L’interrogazione scolastica di Mick alla sua vittima, sulla storia dell’Australia, (un paradosso che poi Mick vada a beccare l’unico inglese specializzato in storia australiana) un modo per ricordare un messaggio universale: che la cultura salva davvero la vita, al di là del ritrovarsi sequestrati da un serial killer sanguinario…
Ma non posso dimenticare davvero che Mick di Jarratt è il punto d’arrivo, quasi quarantennale, di un personaggio, di un genere e di un’indole. E forse di un continente.
Prima l’Australia riferiva di se stessa richiamando turismo nelle zone impervie, tanto c’era gente come Mick Dundee che ti salvava le chiappe dagli alligatori. Ora richiama il turismo (ché c’è da scommettere che al Wolf Crater il turismo, dopo due film, sia aumentato) con un messaggio del tipo: venite qui a vostro rischio, potreste sparire come quel 10% di viaggiatori che, di anno in anno, si perdono in qualche anfratto dove nessuno potrà sentirli urlare.
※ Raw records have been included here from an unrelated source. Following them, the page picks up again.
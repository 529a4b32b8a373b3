//! Bevy integration
//!
//! `MergeCorePlugin` puts the composition root in a resource and drives it
//! from the frame clock:
//! - `GameCommandEvent` in, `GameSignalEvent` and `GameCueEvent` out
//! - placed buildings mirrored as rapier sensor colliders, sharing the
//!   shapes the scene queries
//! - optional hot-reload of the level catalog file

use bevy::prelude::*;
use bevy_rapier3d::prelude::{Collider, Sensor};
use std::collections::HashSet;
use std::path::PathBuf;
use std::sync::Mutex;

use crate::config::GameConfig;
use crate::game::{Game, VisualCue};
use crate::hotreload::CatalogWatcher;
use crate::layout::PlacementId;
use crate::level::{BuildingType, LevelCatalog};
use crate::scene::ColliderScene;
use crate::signals::{GameSignal, Subscription};

pub struct MergeCorePlugin {
    pub config: GameConfig,
    pub catalog: LevelCatalog,
    /// Catalog file to watch for changes
    pub catalog_path: Option<PathBuf>,
}

impl Default for MergeCorePlugin {
    fn default() -> Self {
        Self {
            config: GameConfig::default(),
            catalog: LevelCatalog::sample(),
            catalog_path: None,
        }
    }
}

impl Plugin for MergeCorePlugin {
    fn build(&self, app: &mut App) {
        app.add_event::<GameCommandEvent>()
            .add_event::<GameSignalEvent>()
            .add_event::<GameCueEvent>();

        let mut game = match Game::new(self.config.clone(), self.catalog.clone(), ColliderScene::new()) {
            Ok(game) => game,
            Err(e) => {
                error!("Merge core disabled: {}", e);
                return;
            }
        };
        let forwarder = SignalForwarder(Mutex::new(game.subscribe()));

        app.insert_resource(GameResource(game))
            .insert_resource(forwarder)
            .add_systems(Startup, start_game)
            .add_systems(Update, (drive_game, sync_building_colliders).chain());

        if let Some(path) = &self.catalog_path {
            match CatalogWatcher::watch(path) {
                Ok(watcher) => {
                    app.insert_resource(CatalogReloader(Mutex::new(watcher)))
                        .add_systems(Update, reload_catalog.before(drive_game));
                }
                Err(e) => warn!("Catalog hot-reload unavailable: {}", e),
            }
        }
    }
}

#[derive(Resource)]
pub struct GameResource(pub Game<ColliderScene>);

#[derive(Resource)]
struct SignalForwarder(Mutex<Subscription<GameSignal>>);

#[derive(Resource)]
struct CatalogReloader(Mutex<CatalogWatcher>);

/// Commands from the input layer
#[derive(Event, Debug, Clone, PartialEq)]
pub enum GameCommandEvent {
    /// World-space pick location
    Pick(Vec3),
    NextLevel,
    RestartLevel,
    LoadLevel(usize),
}

#[derive(Event, Debug, Clone, Copy, PartialEq, Eq)]
pub struct GameSignalEvent(pub GameSignal);

#[derive(Event, Debug, Clone, PartialEq)]
pub struct GameCueEvent(pub VisualCue);

/// Mirrors one placed building
#[derive(Component, Debug, Clone, Copy, PartialEq, Eq)]
pub struct PlacedBuilding {
    pub id: PlacementId,
    pub building_type: BuildingType,
}

fn start_game(mut game: ResMut<GameResource>) {
    if let Err(e) = game.0.start() {
        error!("Failed to start first level: {}", e);
    }
}

fn drive_game(
    time: Res<Time>,
    mut requests: EventReader<GameCommandEvent>,
    mut game: ResMut<GameResource>,
    mut forwarder: ResMut<SignalForwarder>,
    mut signals: EventWriter<GameSignalEvent>,
    mut cues: EventWriter<GameCueEvent>,
) {
    let game = &mut game.0;
    for command in requests.read() {
        let result = match command {
            GameCommandEvent::Pick(point) => {
                let outcome = game.pick_collectable(*point);
                debug!("Pick at {:?}: {:?}", point, outcome);
                Ok(())
            }
            GameCommandEvent::NextLevel => game.next_level(),
            GameCommandEvent::RestartLevel => game.restart_level(),
            GameCommandEvent::LoadLevel(index) => game.load_level(*index),
        };
        if let Err(e) = result {
            debug!("Command {:?} failed: {}", command, e);
        }
    }

    game.tick(time.delta_secs());

    let subscription = match forwarder.0.get_mut() {
        Ok(s) => s,
        Err(poisoned) => poisoned.into_inner(),
    };
    for signal in subscription.drain() {
        signals.send(GameSignalEvent(signal));
    }
    for cue in game.drain_cues() {
        cues.send(GameCueEvent(cue));
    }
}

fn sync_building_colliders(
    mut commands: Commands,
    game: Res<GameResource>,
    mirrored: Query<(Entity, &PlacedBuilding)>,
) {
    let scene = game.0.host();
    let mut seen = HashSet::new();

    for (entity, building) in &mirrored {
        if scene.building(building.id).is_some() {
            seen.insert(building.id);
        } else {
            commands.entity(entity).despawn();
        }
    }

    for placement in scene.buildings().filter(|p| !seen.contains(&p.id)) {
        let Some((shape, transform)) = scene.building_shape(placement.id) else {
            continue;
        };
        commands.spawn((
            PlacedBuilding {
                id: placement.id,
                building_type: placement.building_type,
            },
            transform,
            Collider::from(shape),
            Sensor,
        ));
    }
}

fn reload_catalog(mut reloader: ResMut<CatalogReloader>, mut game: ResMut<GameResource>) {
    let watcher = match reloader.0.get_mut() {
        Ok(w) => w,
        Err(poisoned) => poisoned.into_inner(),
    };
    if let Some(Ok(catalog)) = watcher.poll() {
        if let Err(e) = game.0.replace_catalog(catalog) {
            error!("Reloaded catalog rejected: {}", e);
        }
    }
}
Strani capovolgimenti di fronte.

wolf creek crater

Che poi, esattamente come è accaduto per Hannibal Lecter e per Freddy Krueger, il killer Mick sia diventato il vero protagonista della saga, tanto che la gente va al cinema solo per rivedere la sua carabina con mirino telescopico, il suo fuoristrada, il cappellaccio e la camicia a quadri, e il coltello… e che più diventa cattivo e dispensa violenza e battute (“Sorry, Skippy” rivolta al canguro dopo averlo tranciato sotto le ruote di un camion) più piace, be’, è conseguenza di un sapiente ed efficace meccanismo narrativo: è il fascino del male, per di più rafforzato nel suo carisma da una serie di caratteristiche estetiche elementari che elevano a simbolo il personaggio. È infallibile.